Different wing colors in a harlequin ladybeetle specimen
The ladybeetle Harmonia axyridis is naturally distributed over eastern Asia, but was imported to the United States already at the beginning of the 20th century as pest control. At first, there was no population development in the open fields. These were at first reported from Louisiana in 1988. In 2001 the first free living specimens were for Europe discovered in Belgium. Since then the beetle distributed over several European countries, such as France, entire Germany or Switzerland.
Variations of Harmonia axyridis
The beetle is well known for its great form variations. Worldwide more than 200 different color pattern forms of thorax and elytrae are described. They are distinctly shaped and maintain in this shape and arrangement of pattern. But four forms dominate within natural populations. Speaking about the elytrae (not the thorax patterns), the reddish form with dark spots, as visible in my film, is one of them.
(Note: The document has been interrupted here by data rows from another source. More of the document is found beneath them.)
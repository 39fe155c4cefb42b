//! Application configuration management.
//!
//! `OverlayConfig` lives behind a `parking_lot::RwLock` so the frontend can
//! batch-update it in one IPC call, and is persisted with `tauri-plugin-store`.

pub mod overlay;

pub use overlay::OverlayConfig;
These distinct different forms must be named a polymorphism and are based on genetic information as well as on environmental conditions, such as temperature, humidity and light intensitivity. According to that even the term polyphenism might be adequate.
Transcription factor pannier responsible for color pattern polymorphism
According to the work of M. Gautier et al. (the genomic basis of color pattern polymorphism in the harlequin ladybird, Current biology, 28, 20), the transcription factor pannier is responsible for the genetically based control of this polymorphism. They discovered that different pannier alleles determine the color pattern in the different known forms. The authors furthermore report that pannier was never found before to play a keyfactor role in the pigmentation of insects.
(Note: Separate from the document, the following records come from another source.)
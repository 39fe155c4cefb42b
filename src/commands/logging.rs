//! Persistent logging for backend and frontend.
//!
//! `log` records go through `env_logger`, whose formatter also mirrors each
//! line into a daily file under the app log directory. The frontend writes
//! into the same file through `write_log`/`write_logs`. A new file starts at
//! each date change and whenever the current one passes `MAX_LOG_SIZE`; only
//! the newest `MAX_LOG_FILES` are kept.

use chrono::{Local, NaiveDate};
use lazy_static::lazy_static;
use parking_lot::Mutex;
use std::fs::{self, File, OpenOptions};
use std::io::Write;
use std::path::{Path, PathBuf};
use tauri::{command, AppHandle, Manager, Runtime};

/// Maximum log file size before rotation (5MB)
const MAX_LOG_SIZE: u64 = 5 * 1024 * 1024;

/// Maximum number of log files to keep
const MAX_LOG_FILES: usize = 5;

/// Log file name prefix
const LOG_PREFIX: &str = "mic-overlay";

lazy_static! {
    static ref LOG_SINK: Mutex<Option<LogSink>> = Mutex::new(None);
}

/// Install `env_logger` as the `log` backend.
///
/// Honors `RUST_LOG`, defaulting to `info`. Safe to call more than once.
pub fn init_console_logger() {
    let _ = env_logger::Builder::from_env(env_logger::Env::default().default_filter_or("info"))
        .format(|buf, record| {
            let line = format!(
                "[{}] [{}] [{}] {}",
                Local::now().format("%Y-%m-%d %H:%M:%S%.3f"),
                record.level(),
                record.target(),
                record.args()
            );
            append_line(&line);
            writeln!(buf, "{}", line)
        })
        .try_init();
}

/// Open today's log file in the app log directory.
pub fn init_logging<R: Runtime>(app: &AppHandle<R>) -> Result<(), String> {
    let log_dir = app
        .path()
        .app_log_dir()
        .map_err(|e| format!("Failed to get log directory: {}", e))?;

    fs::create_dir_all(&log_dir).map_err(|e| format!("Failed to create log directory: {}", e))?;

    let sink = LogSink::open(log_dir.clone(), Local::now().date_naive())
        .map_err(|e| format!("Failed to open log file: {}", e))?;
    *LOG_SINK.lock() = Some(sink);

    log::info!("[logging] Log directory: {:?}", log_dir);
    cleanup_old_logs(&log_dir, MAX_LOG_FILES);

    Ok(())
}

fn open_log_file(path: &Path) -> std::io::Result<File> {
    OpenOptions::new().create(true).append(true).open(path)
}

/// Path of the log file for `date` (one per day)
fn log_path_for(log_dir: &Path, date: NaiveDate) -> PathBuf {
    log_dir.join(format!("{}_{}.log", LOG_PREFIX, date.format("%Y-%m-%d")))
}

/// Keep only the newest `keep` `.log` files.
fn cleanup_old_logs(log_dir: &Path, keep: usize) {
    let Ok(entries) = fs::read_dir(log_dir) else {
        return;
    };

    let mut log_files: Vec<_> = entries
        .filter_map(|e| e.ok())
        .filter(|e| e.path().extension().is_some_and(|ext| ext == "log"))
        .collect();

    // Newest first
    log_files.sort_by(|a, b| {
        let a_time = a.metadata().and_then(|m| m.modified()).ok();
        let b_time = b.metadata().and_then(|m| m.modified()).ok();
        b_time.cmp(&a_time)
    });

    for file in log_files.into_iter().skip(keep) {
        let _ = fs::remove_file(file.path());
    }
}

/// The open log file and where it lives.
///
/// Must not emit `log` records itself: it runs inside the logger's formatter.
struct LogSink {
    dir: PathBuf,
    path: PathBuf,
    file: File,
}

impl LogSink {
    fn open(dir: PathBuf, date: NaiveDate) -> std::io::Result<Self> {
        let path = log_path_for(&dir, date);
        let file = open_log_file(&path)?;
        Ok(Self { dir, path, file })
    }

    fn write_line(&mut self, line: &str) {
        let _ = writeln!(self.file, "{}", line);
        let _ = self.file.flush();
    }

    /// Move to a fresh file when the date changed or the current one grew
    /// past `max_size`. Returns whether the file was switched.
    fn roll(&mut self, today: NaiveDate, max_size: u64) -> bool {
        let today_path = log_path_for(&self.dir, today);

        if today_path != self.path {
            let Ok(file) = open_log_file(&today_path) else {
                return false;
            };
            self.path = today_path;
            self.file = file;
        } else {
            let size = self.file.metadata().map(|m| m.len()).unwrap_or(0);
            if size <= max_size {
                return false;
            }

            let timestamp = Local::now().format("%Y-%m-%d_%H%M%S");
            let rotated_path = self.dir.join(format!("{}_{}.log", LOG_PREFIX, timestamp));
            let _ = fs::rename(&self.path, &rotated_path);

            let Ok(file) = open_log_file(&self.path) else {
                return false;
            };
            self.file = file;
        }

        cleanup_old_logs(&self.dir, MAX_LOG_FILES);
        true
    }
}

/// Append one formatted line to the log file, if one is open.
fn append_line(line: &str) {
    let mut sink = LOG_SINK.lock();
    if let Some(sink) = sink.as_mut() {
        sink.write_line(line);
        sink.roll(Local::now().date_naive(), MAX_LOG_SIZE);
    }
}

/// Map a frontend level name onto a `log` level. Unknown names log as info.
pub fn parse_level(level: &str) -> log::Level {
    match level.to_lowercase().as_str() {
        "trace" => log::Level::Trace,
        "debug" => log::Level::Debug,
        "warn" | "warning" => log::Level::Warn,
        "error" => log::Level::Error,
        _ => log::Level::Info,
    }
}

// ============================================================================
// Tauri Commands
// ============================================================================

/// Write a log message from the frontend
#[command]
pub fn write_log(level: String, source: String, message: String) {
    log::log!(target: "frontend", parse_level(&level), "[{}] {}", source, message);
}

/// Write multiple log messages from the frontend (batch)
#[command]
pub fn write_logs(logs: Vec<(String, String, String)>) {
    for (level, source, message) in logs {
        write_log(level, source, message);
    }
}

/// Get the log directory path
#[command]
pub fn get_log_dir(app: AppHandle) -> Result<String, String> {
    let log_dir = app
        .path()
        .app_log_dir()
        .map_err(|e| format!("Failed to get log directory: {}", e))?;

    Ok(log_dir.to_string_lossy().to_string())
}

/// Get recent logs (last N lines, default 100)
#[command]
pub fn get_recent_logs(app: AppHandle, lines: Option<usize>) -> Result<String, String> {
    let log_dir = app
        .path()
        .app_log_dir()
        .map_err(|e| format!("Failed to get log directory: {}", e))?;

    let log_path = log_path_for(&log_dir, Local::now().date_naive());
    if !log_path.exists() {
        return Ok(String::new());
    }

    let content =
        fs::read_to_string(&log_path).map_err(|e| format!("Failed to read log file: {}", e))?;

    Ok(tail_lines(&content, lines.unwrap_or(100)))
}

fn tail_lines(content: &str, max_lines: usize) -> String {
    let recent: Vec<&str> = content.lines().rev().take(max_lines).collect();
    recent.into_iter().rev().collect::<Vec<_>>().join("\n")
}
Ladybeetle species on a meadow in Berlin
The specimen in my footage was discovered on an urban meadow in the park area „Nordhafen“ in Berlin. It’s a meadow in autumn predominantly consisting of lucerne and clover, sorrel and yellow field cress. Different ladybeetle species could be in greater numbers found there between September and October 2019. The sevenspot-ladybird, the adonis ladybird (Hippodamia variegata) and most abundant the harlquin ladybird in all its developmental stages.
Asymmetrical wing colors and possible explications
Harlequin beetle specimen from Berlin with asymmetrically colored wings, copyrights Stefan F. Wirth, please like my video also on Youtube
The most conspicuous character of „my“ harlequin ladybird specimen was its distinct asymmetrically colored wings (elytrae). One side reddish with black spots, the other side brownish with black spots. During my research about such asymmetries in ladybirds, I didn’t find recent studies, which distinctly focussed on that topic. H. E. Roy et al. reported in their book „ladybirds“ (original version 1989, revised version 2013) about the existance of such differently colored wings in the same specimen. They emphasized that the phenominon was not studied in detail, but assumed different factors being eventually responsible for such a development of a beetle individual: 1) disruption of pigment production, 2) mitotic mutation in early development, 3) environmental conditions, eventually influencing the colors of an originally normal developed young adult (exposed for longer time to different light intensities etc.). The latter might in the case of „my“ specimen being an indeed possible factor, as it is clearly visible that also the brownish wing has at its edges some of the reddish pigments.
Filming/ photography conditions
The beetles was filmed and photographed under artificial conditions in a soil and grass-set in my video lab. There, mites of the Gamasina (Parasitiformes, evtl. mostly Laelapidae) were common. They interestingly showed a phoretic behavior by quickly climbing onto the wings of that ladybeetle. They obviously recognized it as a suitable carrier to new habitats. I assume ladybeetles in the field not being of much attraction for phoretic dispersal, based on their life-cycles and preferred habitats.